### About this task
Retype every entry exactly, down to the last character.

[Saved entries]

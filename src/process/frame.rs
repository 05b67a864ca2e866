//! Length-prefixed frames exchanged with worker processes.
//!
//! Every message is a little-endian `u32` byte length followed by that many
//! bytes of `postcard`. The parent sends one encoded input per frame; the
//! worker answers each with exactly one encoded [`Reply`].

use serde::{Deserialize, Serialize};
use std::io::{self, ErrorKind, Read, Write};

/// Frames larger than this are rejected rather than allocated.
pub const MAX_FRAME_LEN: usize = 256 * 1024 * 1024;

/// A worker's answer to one input frame.
#[derive(Debug, Clone, PartialEq, Eq, Serialize, Deserialize)]
pub enum Reply {
    /// The transform succeeded; payload is the `postcard` encoding of the output.
    Output(Vec<u8>),
    /// The transform returned an error.
    Failed(String),
    /// The input could not be decoded or the output could not be encoded.
    Codec(String),
}

pub fn write_frame<W: Write>(w: &mut W, payload: &[u8]) -> io::Result<()> {
    if payload.len() > MAX_FRAME_LEN {
        return Err(io::Error::new(
            ErrorKind::InvalidInput,
            format!("frame of {} bytes exceeds {MAX_FRAME_LEN}", payload.len()),
        ));
    }
    w.write_all(&(payload.len() as u32).to_le_bytes())?;
    w.write_all(payload)?;
    w.flush()
}

/// Read one frame. Returns `Ok(None)` on end of stream at a frame boundary.
pub fn read_frame<R: Read>(r: &mut R) -> io::Result<Option<Vec<u8>>> {
    let mut len = [0u8; 4];
    match r.read_exact(&mut len) {
        Ok(()) => {}
        Err(e) if e.kind() == ErrorKind::UnexpectedEof => return Ok(None),
        Err(e) => return Err(e),
    }
    let len = u32::from_le_bytes(len) as usize;
    if len > MAX_FRAME_LEN {
        return Err(io::Error::new(
            ErrorKind::InvalidData,
            format!("frame length {len} exceeds {MAX_FRAME_LEN}"),
        ));
    }
    let mut payload = vec![0u8; len];
    r.read_exact(&mut payload)?;
    Ok(Some(payload))
}
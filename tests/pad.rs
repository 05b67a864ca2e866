//! Tests for padding fields to equal shapes.

use anyhow::Result;
use ironbatch::pad::{pad_batch_equal, pad_to_shape};
use ironbatch::*;
use ndarray::{ArrayD, arr1, arr2};

fn values<A: Copy>(a: &ArrayD<A>) -> Vec<A> {
    a.iter().copied().collect()
}

fn pad_pair(short: &[i32], long: &[i32], config: &PadConfig<i32>) -> Result<Vec<i32>> {
    let chunk = vec![vec![arr1(short).into_dyn()], vec![arr1(long).into_dyn()]];
    let fields = combine_pad(chunk, config)?;
    assert_eq!(fields[0].shape(), &[2, long.len()]);
    Ok(values(&fields[0])[..long.len()].to_vec())
}

#[test]
fn test_even_padding_splits_both_sides() -> Result<()> {
    let padded = pad_pair(&[1, 2, 3], &[1, 2, 3, 4, 5], &PadConfig::default())?;
    assert_eq!(padded, vec![0, 1, 2, 3, 0]);
    Ok(())
}

#[test]
fn test_odd_padding_extra_goes_right() -> Result<()> {
    let padded = pad_pair(&[1, 2], &[1, 2, 3, 4, 5], &PadConfig::default())?;
    assert_eq!(padded, vec![0, 1, 2, 0, 0]);
    Ok(())
}

#[test]
fn test_ratio_extremes() -> Result<()> {
    let left = pad_pair(&[7], &[1, 2, 3], &PadConfig::with_value(9).ratio(1.0))?;
    assert_eq!(left, vec![9, 9, 7]);
    let right = pad_pair(&[7], &[1, 2, 3], &PadConfig::with_value(9).ratio(0.0))?;
    assert_eq!(right, vec![7, 9, 9]);
    Ok(())
}

#[test]
fn test_derived_padding_value() -> Result<()> {
    let min = PadValue::derived(|x: &ndarray::ArrayViewD<'_, i32>| {
        x.iter().copied().min().unwrap_or_default()
    });
    let config = PadConfig::default().values([min]);
    let padded = pad_pair(&[5, 3, 4], &[1, 2, 3, 4, 5], &config)?;
    assert_eq!(padded, vec![3, 5, 3, 4, 3]);
    Ok(())
}

#[test]
fn test_per_field_values_and_ratios() -> Result<()> {
    let chunk = vec![
        vec![arr1(&[1]).into_dyn(), arr1(&[1]).into_dyn()],
        vec![arr1(&[1, 1, 1]).into_dyn(), arr1(&[1, 1, 1]).into_dyn()],
    ];
    let config = PadConfig::default()
        .values([PadValue::Constant(-1), PadValue::Constant(8)])
        .ratios([1.0, 0.0]);
    let fields = combine_pad(chunk, &config)?;
    assert_eq!(values(&fields[0])[..3], [-1, -1, 1]);
    assert_eq!(values(&fields[1])[..3], [1, 8, 8]);
    Ok(())
}

#[test]
fn test_two_dimensional_padding() -> Result<()> {
    let x = arr2(&[[1, 2], [3, 4]]).into_dyn();
    let padded = pad_to_shape(&x, &[3, 4], 0, 0.5)?;
    assert_eq!(padded.shape(), &[3, 4]);
    assert_eq!(
        values(&padded),
        vec![0, 1, 2, 0, 0, 3, 4, 0, 0, 0, 0, 0]
    );
    Ok(())
}

#[test]
fn test_batch_equal_uses_elementwise_max() -> Result<()> {
    let batch = vec![
        arr2(&[[1, 1, 1]]).into_dyn(),
        arr2(&[[2], [2]]).into_dyn(),
    ];
    let stacked = pad_batch_equal(&batch, &PadValue::Constant(0), 0.0)?;
    assert_eq!(stacked.shape(), &[2, 2, 3]);
    assert_eq!(
        values(&stacked),
        vec![1, 1, 1, 0, 0, 0, 2, 0, 0, 2, 0, 0]
    );
    Ok(())
}

#[test]
fn test_rank_mismatch_is_a_shape_error() {
    let chunk = vec![
        vec![arr1(&[1, 2]).into_dyn()],
        vec![arr2(&[[1, 2]]).into_dyn()],
    ];
    let result = combine_pad(chunk, &PadConfig::default());
    assert!(matches!(result, Err(PipelineError::Shape(_))));
}

#[test]
fn test_cannot_pad_to_smaller_shape() {
    let x = arr1(&[1, 2, 3]).into_dyn();
    assert!(matches!(
        pad_to_shape(&x, &[2], 0, 0.5),
        Err(PipelineError::Shape(_))
    ));
}

#[test]
fn test_invalid_configs() {
    let chunk = || {
        vec![
            vec![arr1(&[1]).into_dyn(), arr1(&[1]).into_dyn()],
            vec![arr1(&[1, 2]).into_dyn(), arr1(&[1, 2]).into_dyn()],
        ]
    };
    let bad_ratio: PadConfig<i32> = PadConfig::default().ratio(1.5);
    assert!(matches!(
        combine_pad(chunk(), &bad_ratio),
        Err(PipelineError::Config(_))
    ));

    let three_values: PadConfig<i32> = PadConfig::default().values([0.into(), 1.into(), 2.into()]);
    assert!(matches!(
        combine_pad(chunk(), &three_values),
        Err(PipelineError::Config(_))
    ));
}

#[test]
fn test_padding_inside_loader() -> Result<()> {
    let rows = (1..=4).map(|n: usize| vec![ArrayD::from_elem(vec![n], n as f32)]);
    let mut loader = Infinite::builder(rows)
        .batch(2, |chunk: Vec<Vec<ArrayD<f32>>>| {
            Ok(combine_pad(chunk, &PadConfig::default())?)
        })
        .batches_per_epoch(2)
        .build()?;

    let batches = loader.epoch()?.collect::<ironbatch::Result<Vec<_>>>()?;
    assert_eq!(batches.len(), 2);
    assert_eq!(batches[0][0].shape(), &[2, 2]);
    assert_eq!(values(&batches[0][0]), vec![1.0, 0.0, 2.0, 2.0]);
    assert_eq!(batches[1][0].shape(), &[2, 4]);
    assert_eq!(values(&batches[1][0]), vec![3.0, 3.0, 3.0, 0.0, 4.0, 4.0, 4.0, 4.0]);
    Ok(())
}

### Output below
filename src/process/frame.rs
repository 05b67a864ca2e866
//! Length-prefixed frames exchanged with worker processes.
//!
//! Every message is a little-endian `u32` byte length followed by that many
//! bytes of `postcard`. The parent sends one encoded input per frame; the
//! worker answers each with exactly one encoded [`Reply`].

use serde::{Deserialize, Serialize};
use std::io::{self, ErrorKind, Read, Write};

/// Frames larger than this are rejected rather than allocated.
pub const MAX_FRAME_LEN: usize = 256 * 1024 * 1024;

/// A worker's answer to one input frame.
#[derive(Debug, Clone, PartialEq, Eq, Serialize, Deserialize)]
pub enum Reply {
    /// The transform succeeded; payload is the `postcard` encoding of the output.
    Output(Vec<u8>),
    /// The transform returned an error.
    Failed(String),
    /// The input could not be decoded or the output could not be encoded.
    Codec(String),
}

pub fn write_frame<W: Write>(w: &mut W, payload: &[u8]) -> io::Result<()> {
    if payload.len() > MAX_FRAME_LEN {
        return Err(io::Error::new(
            ErrorKind::InvalidInput,
            format!("frame of {} bytes exceeds {MAX_FRAME_LEN}", payload.len()),
        ));
    }
    w.write_all(&(payload.len() as u32).to_le_bytes())?;
    w.write_all(payload)?;
    w.flush()
}

/// Read one frame. Returns `Ok(None)` on end of stream at a frame boundary.
pub fn read_frame<R: Read>(r: &mut R) -> io::Result<Option<Vec<u8>>> {
    let mut len = [0u8; 4];
    match r.read_exact(&mut len) {
        Ok(()) => {}
        Err(e) if e.kind() == ErrorKind::UnexpectedEof => return Ok(None),
        Err(e) => return Err(e),
    }
    let len = u32::from_le_bytes(len) as usize;
    if len > MAX_FRAME_LEN {
        return Err(io::Error::new(
            ErrorKind::InvalidData,
            format!("frame length {len} exceeds {MAX_FRAME_LEN}"),
        ));
    }
    let mut payload = vec![0u8; len];
    r.read_exact(&mut payload)?;
    Ok(Some(payload))
}
filename tests/pad.rs
repository 05b67a864ca2e866
//! Tests for padding fields to equal shapes.

use anyhow::Result;
use ironbatch::pad::{pad_batch_equal, pad_to_shape};
use ironbatch::*;
use ndarray::{ArrayD, arr1, arr2};

fn values<A: Copy>(a: &ArrayD<A>) -> Vec<A> {
    a.iter().copied().collect()
}

fn pad_pair(short: &[i32], long: &[i32], config: &PadConfig<i32>) -> Result<Vec<i32>> {
    let chunk = vec![vec![arr1(short).into_dyn()], vec![arr1(long).into_dyn()]];
    let fields = combine_pad(chunk, config)?;
    assert_eq!(fields[0].shape(), &[2, long.len()]);
    Ok(values(&fields[0])[..long.len()].to_vec())
}

#[test]
fn test_even_padding_splits_both_sides() -> Result<()> {
    let padded = pad_pair(&[1, 2, 3], &[1, 2, 3, 4, 5], &PadConfig::default())?;
    assert_eq!(padded, vec![0, 1, 2, 3, 0]);
    Ok(())
}

#[test]
fn test_odd_padding_extra_goes_right() -> Result<()> {
    let padded = pad_pair(&[1, 2], &[1, 2, 3, 4, 5], &PadConfig::default())?;
    assert_eq!(padded, vec![0, 1, 2, 0, 0]);
    Ok(())
}

#[test]
fn test_ratio_extremes() -> Result<()> {
    let left = pad_pair(&[7], &[1, 2, 3], &PadConfig::with_value(9).ratio(1.0))?;
    assert_eq!(left, vec![9, 9, 7]);
    let right = pad_pair(&[7], &[1, 2, 3], &PadConfig::with_value(9).ratio(0.0))?;
    assert_eq!(right, vec![7, 9, 9]);
    Ok(())
}

#[test]
fn test_derived_padding_value() -> Result<()> {
    let min = PadValue::derived(|x: &ndarray::ArrayViewD<'_, i32>| {
        x.iter().copied().min().unwrap_or_default()
    });
    let config = PadConfig::default().values([min]);
    let padded = pad_pair(&[5, 3, 4], &[1, 2, 3, 4, 5], &config)?;
    assert_eq!(padded, vec![3, 5, 3, 4, 3]);
    Ok(())
}

#[test]
fn test_per_field_values_and_ratios() -> Result<()> {
    let chunk = vec![
        vec![arr1(&[1]).into_dyn(), arr1(&[1]).into_dyn()],
        vec![arr1(&[1, 1, 1]).into_dyn(), arr1(&[1, 1, 1]).into_dyn()],
    ];
    let config = PadConfig::default()
        .values([PadValue::Constant(-1), PadValue::Constant(8)])
        .ratios([1.0, 0.0]);
    let fields = combine_pad(chunk, &config)?;
    assert_eq!(values(&fields[0])[..3], [-1, -1, 1]);
    assert_eq!(values(&fields[1])[..3], [1, 8, 8]);
    Ok(())
}

#[test]
fn test_two_dimensional_padding() -> Result<()> {
    let x = arr2(&[[1, 2], [3, 4]]).into_dyn();
    let padded = pad_to_shape(&x, &[3, 4], 0, 0.5)?;
    assert_eq!(padded.shape(), &[3, 4]);
    assert_eq!(
        values(&padded),
        vec![0, 1, 2, 0, 0, 3, 4, 0, 0, 0, 0, 0]
    );
    Ok(())
}

#[test]
fn test_batch_equal_uses_elementwise_max() -> Result<()> {
    let batch = vec![
        arr2(&[[1, 1, 1]]).into_dyn(),
        arr2(&[[2], [2]]).into_dyn(),
    ];
    let stacked = pad_batch_equal(&batch, &PadValue::Constant(0), 0.0)?;
    assert_eq!(stacked.shape(), &[2, 2, 3]);
    assert_eq!(
        values(&stacked),
        vec![1, 1, 1, 0, 0, 0, 2, 0, 0, 2, 0, 0]
    );
    Ok(())
}

#[test]
fn test_rank_mismatch_is_a_shape_error() {
    let chunk = vec![
        vec![arr1(&[1, 2]).into_dyn()],
        vec![arr2(&[[1, 2]]).into_dyn()],
    ];
    let result = combine_pad(chunk, &PadConfig::default());
    assert!(matches!(result, Err(PipelineError::Shape(_))));
}

#[test]
fn test_cannot_pad_to_smaller_shape() {
    let x = arr1(&[1, 2, 3]).into_dyn();
    assert!(matches!(
        pad_to_shape(&x, &[2], 0, 0.5),
        Err(PipelineError::Shape(_))
    ));
}

#[test]
fn test_invalid_configs() {
    let chunk = || {
        vec![
            vec![arr1(&[1]).into_dyn(), arr1(&[1]).into_dyn()],
            vec![arr1(&[1, 2]).into_dyn(), arr1(&[1, 2]).into_dyn()],
        ]
    };
    let bad_ratio: PadConfig<i32> = PadConfig::default().ratio(1.5);
    assert!(matches!(
        combine_pad(chunk(), &bad_ratio),
        Err(PipelineError::Config(_))
    ));

    let three_values: PadConfig<i32> = PadConfig::default().values([0.into(), 1.into(), 2.into()]);
    assert!(matches!(
        combine_pad(chunk(), &three_values),
        Err(PipelineError::Config(_))
    ));
}

#[test]
fn test_padding_inside_loader() -> Result<()> {
    let rows = (1..=4).map(|n: usize| vec![ArrayD::from_elem(vec![n], n as f32)]);
    let mut loader = Infinite::builder(rows)
        .batch(2, |chunk: Vec<Vec<ArrayD<f32>>>| {
            Ok(combine_pad(chunk, &PadConfig::default())?)
        })
        .batches_per_epoch(2)
        .build()?;

    let batches = loader.epoch()?.collect::<ironbatch::Result<Vec<_>>>()?;
    assert_eq!(batches.len(), 2);
    assert_eq!(batches[0][0].shape(), &[2, 2]);
    assert_eq!(values(&batches[0][0]), vec![1.0, 0.0, 2.0, 2.0]);
    assert_eq!(batches[1][0].shape(), &[2, 4]);
    assert_eq!(values(&batches[1][0]), vec![3.0, 3.0, 3.0, 0.0, 4.0, 4.0, 4.0, 4.0]);
    Ok(())
}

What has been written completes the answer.